*** DATA SHOWN ***

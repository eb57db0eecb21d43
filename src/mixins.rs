//! Shared schema fragments and the mixins every control is layered over.
//!
//! Everything here is built once and handed out as `Arc` clones, so all
//! composed control schemas point at the same fragment nodes.
use std::sync::Arc;

use once_cell::sync::Lazy;

use crate::normalize::geometry::DIMENSION_PATTERN;
use crate::schema::{ObjectSchema, SchemaNode};

// ————————————————————————————————————————————————————————————————————————————
// FRAGMENTS
// ————————————————————————————————————————————————————————————————————————————

pub static ANY: Lazy<Arc<SchemaNode>> = Lazy::new(|| SchemaNode::any().shared());
pub static NUMBER: Lazy<Arc<SchemaNode>> = Lazy::new(|| SchemaNode::number().shared());
pub static INTEGER: Lazy<Arc<SchemaNode>> = Lazy::new(|| SchemaNode::integer().shared());
pub static BOOL: Lazy<Arc<SchemaNode>> = Lazy::new(|| SchemaNode::boolean().shared());
pub static STRING: Lazy<Arc<SchemaNode>> = Lazy::new(|| SchemaNode::string().shared());

static OPEN_OBJECT: Lazy<Arc<SchemaNode>> = Lazy::new(|| ObjectSchema::new().into_node().shared());

fn numbers(keys: &[&str]) -> ObjectSchema {
    keys.iter().fold(ObjectSchema::new(), |o, k| o.prop(k, Arc::clone(&NUMBER)))
}

/// Number, CSS-ish color string, or an `r/g/b/a` map.
pub static COLOR: Lazy<Arc<SchemaNode>> = Lazy::new(|| {
    SchemaNode::any_of([
        Arc::clone(&NUMBER),
        Arc::clone(&STRING),
        numbers(&["r", "g", "b", "a", "red", "green", "blue", "alpha"]).into_node().shared(),
    ])
    .shared()
});

pub static DIMENSION: Lazy<Arc<SchemaNode>> = Lazy::new(|| {
    let pattern = SchemaNode::pattern(DIMENSION_PATTERN).expect("dimension pattern is valid");
    SchemaNode::any_of([Arc::clone(&NUMBER), pattern.shared()]).shared()
});

pub static OFFSET: Lazy<Arc<SchemaNode>> = Lazy::new(|| {
    SchemaNode::any_of([
        SchemaNode::array_between(Arc::clone(&NUMBER), Some(2), None).shared(),
        numbers(&["x", "y"]).into_node().shared(),
    ])
    .shared()
});

pub static RECT: Lazy<Arc<SchemaNode>> = Lazy::new(|| {
    SchemaNode::any_of([
        SchemaNode::array_between(Arc::clone(&NUMBER), Some(4), None).shared(),
        numbers(&["x", "y", "left", "top", "width", "height"]).into_node().shared(),
    ])
    .shared()
});

pub static ALIGNMENT: Lazy<Arc<SchemaNode>> =
    Lazy::new(|| SchemaNode::any_of([Arc::clone(&STRING), Arc::clone(&OFFSET)]).shared());

pub static PADDING: Lazy<Arc<SchemaNode>> = Lazy::new(|| {
    SchemaNode::any_of([
        Arc::clone(&NUMBER),
        SchemaNode::array_between(Arc::clone(&NUMBER), Some(1), None).shared(),
        numbers(&["left", "top", "right", "bottom"]).into_node().shared(),
    ])
    .shared()
});

/// Shared by scale and skew.
pub static AXIS_TRANSFORM: Lazy<Arc<SchemaNode>> = Lazy::new(|| {
    SchemaNode::any_of([
        Arc::clone(&NUMBER),
        SchemaNode::array_between(Arc::clone(&NUMBER), Some(1), None).shared(),
        Arc::clone(&OPEN_OBJECT),
    ])
    .shared()
});

pub static COLOR_MATRIX: Lazy<Arc<SchemaNode>> = Lazy::new(|| {
    SchemaNode::any_of([
        SchemaNode::array_between(Arc::clone(&NUMBER), Some(20), Some(20)).shared(),
        Arc::clone(&STRING),
    ])
    .shared()
});

pub static AXIS: Lazy<Arc<SchemaNode>> =
    Lazy::new(|| SchemaNode::enumeration(["horizontal", "vertical", "x", "y"]).shared());

// ————————————————————————————————————————————————————————————————————————————
// MIXINS
// ————————————————————————————————————————————————————————————————————————————

static LAYOUT: Lazy<Arc<SchemaNode>> = Lazy::new(|| {
    ObjectSchema::new()
        .prop("expand", Arc::clone(&BOOL))
        .prop("flex", Arc::clone(&INTEGER))
        .prop("width", Arc::clone(&DIMENSION))
        .prop("height", Arc::clone(&DIMENSION))
        .prop("min_width", Arc::clone(&DIMENSION))
        .prop("min_height", Arc::clone(&DIMENSION))
        .prop("max_width", Arc::clone(&DIMENSION))
        .prop("max_height", Arc::clone(&DIMENSION))
        .prop("padding", Arc::clone(&PADDING))
        .prop("margin", Arc::clone(&PADDING))
        .prop("alignment", Arc::clone(&ALIGNMENT))
        .prop("animation", Arc::clone(&OPEN_OBJECT))
        .into_node()
        .shared()
});

static UNIVERSAL: Lazy<Arc<SchemaNode>> = Lazy::new(|| {
    ObjectSchema::new()
        // runtime installs listeners only for listed events
        .prop("events", SchemaNode::array_of(Arc::clone(&STRING)))
        // style / visibility / cursor / tooltip
        .prop("bgcolor", Arc::clone(&ANY))
        .prop("background", Arc::clone(&ANY))
        .prop("color", Arc::clone(&ANY))
        .prop("text_color", Arc::clone(&ANY))
        .prop("border_color", Arc::clone(&ANY))
        .prop("border_width", Arc::clone(&NUMBER))
        .prop("radius", Arc::clone(&NUMBER))
        .prop("border_radius", Arc::clone(&NUMBER))
        .prop("elevation", Arc::clone(&NUMBER))
        .prop("opacity", Arc::clone(&NUMBER))
        .prop("visible", Arc::clone(&BOOL))
        .prop("enabled", Arc::clone(&BOOL))
        .prop("disabled", Arc::clone(&BOOL))
        .prop("cursor", Arc::clone(&STRING))
        .prop("tooltip", Arc::clone(&ANY))
        .prop("style_pack", Arc::clone(&STRING))
        .prop("style", Arc::clone(&OPEN_OBJECT))
        .prop("variant", SchemaNode::any_of([Arc::clone(&STRING), Arc::clone(&OPEN_OBJECT)]))
        .prop("modifiers", SchemaNode::array_of(Arc::clone(&ANY)))
        .prop("motion", Arc::clone(&ANY))
        .prop("slots", Arc::clone(&OPEN_OBJECT))
        .prop("state", Arc::clone(&STRING))
        // accessibility
        .prop("semantic_label", Arc::clone(&STRING))
        .prop("role", Arc::clone(&STRING))
        .prop("hint", Arc::clone(&STRING))
        // focus
        .prop("focusable", Arc::clone(&BOOL))
        .prop("autofocus", Arc::clone(&BOOL))
        .prop("tab_index", Arc::clone(&INTEGER))
        // input-like binding
        .prop("value", Arc::clone(&ANY))
        .prop("default_value", Arc::clone(&ANY))
        .prop("emit_on_change", Arc::clone(&BOOL))
        .prop("debounce_ms", Arc::clone(&INTEGER))
        .prop("dirty", Arc::clone(&BOOL))
        .prop("touched", Arc::clone(&BOOL))
        .prop("error_text", Arc::clone(&STRING))
        .prop("warnings", SchemaNode::array_of(Arc::clone(&ANY)))
        .prop("status", Arc::clone(&STRING))
        .into_node()
        .shared()
});

static FRAME_CHILD: Lazy<Arc<SchemaNode>> = Lazy::new(|| {
    let o = ["left", "top", "right", "bottom", "width", "height", "x", "y"]
        .iter()
        .fold(ObjectSchema::new(), |o, k| o.prop(k, Arc::clone(&DIMENSION)));
    o.prop("anchor", Arc::clone(&ALIGNMENT))
        .prop("alignment", Arc::clone(&ALIGNMENT))
        .prop("z", Arc::clone(&NUMBER))
        .prop("z_index", Arc::clone(&NUMBER))
        .into_node()
        .shared()
});

/// Layout props every control accepts (sizes, padding, alignment, flex).
pub fn layout() -> Arc<SchemaNode> {
    Arc::clone(&LAYOUT)
}

/// Interaction, style, accessibility and focus props shared by all controls.
pub fn universal() -> Arc<SchemaNode> {
    Arc::clone(&UNIVERSAL)
}

/// Geometry accepted on a child placed inside a frame.
pub fn frame_child() -> Arc<SchemaNode> {
    Arc::clone(&FRAME_CHILD)
}

/// Permissive mixin: `AnyValue` for each hinted prop not yet modeled precisely.
pub fn catch_all<S: AsRef<str>>(hints: &[S]) -> Arc<SchemaNode> {
    hints
        .iter()
        .fold(ObjectSchema::new(), |o, k| o.prop(k.as_ref(), Arc::clone(&ANY)))
        .into_node()
        .shared()
}

#[cfg(test)]
mod tests {
    use super::*;
    use crate::validate::{validate, ValidationOptions};
    use crate::value::Value;
    use serde_json::json;

    fn errors(schema: &SchemaNode, v: serde_json::Value) -> usize {
        validate(&Value::from(v), schema, "p", &ValidationOptions::lenient()).len()
    }

    #[test]
    fn fragments_accept_their_documented_shapes() {
        assert_eq!(errors(&DIMENSION, json!("50%")), 0);
        assert_eq!(errors(&DIMENSION, json!(12.5)), 0);
        assert_eq!(errors(&DIMENSION, json!("12em")), 1);
        assert_eq!(errors(&PADDING, json!([1, 2])), 0);
        assert_eq!(errors(&PADDING, json!({"top": 1})), 0);
        assert_eq!(errors(&ALIGNMENT, json!("center")), 0);
        assert_eq!(errors(&ALIGNMENT, json!([1])), 1);
        assert_eq!(errors(&COLOR_MATRIX, json!(vec![0; 20])), 0);
        assert_eq!(errors(&COLOR_MATRIX, json!(vec![0; 19])), 1);
        assert_eq!(errors(&AXIS, json!("vertical")), 0);
        assert_eq!(errors(&COLOR, json!({"r": 1, "g": 0.5})), 0);
        assert_eq!(errors(&RECT, json!([0, 0, 10, 10])), 0);
        assert_eq!(errors(&AXIS_TRANSFORM, json!({"x": 1})), 0);
    }

    #[test]
    fn mixins_are_shared_singletons() {
        assert!(Arc::ptr_eq(&layout(), &layout()));
        assert!(Arc::ptr_eq(&universal(), &universal()));
        assert!(universal().property("tab_index").is_some());
        assert!(layout().property("padding").is_some());
        assert!(frame_child().property("z_index").is_some());
    }

    #[test]
    fn catch_all_declares_any_value() {
        let hints = catch_all(&["icon", "badge"]);
        assert_eq!(hints.property("icon"), Some(&SchemaNode::AnyValue));
        assert_eq!(hints.as_object().unwrap().properties.len(), 2);
    }
}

***

REQUIRED WORK
What lines in the entries above hold "BOOL"? Copy every one.

WRITTEN SOLUTION
pub static BOOL: Lazy<Arc<SchemaNode>> = Lazy::new(|| SchemaNode::boolean().shared());
        .prop("expand", Arc::clone(&BOOL))
        .prop("visible", Arc::clone(&BOOL))
        .prop("enabled", Arc::clone(&BOOL))
        .prop("disabled", Arc::clone(&BOOL))
        .prop("focusable", Arc::clone(&BOOL))
        .prop("autofocus", Arc::clone(&BOOL))
        .prop("emit_on_change", Arc::clone(&BOOL))
        .prop("dirty", Arc::clone(&BOOL))
        .prop("touched", Arc::clone(&BOOL))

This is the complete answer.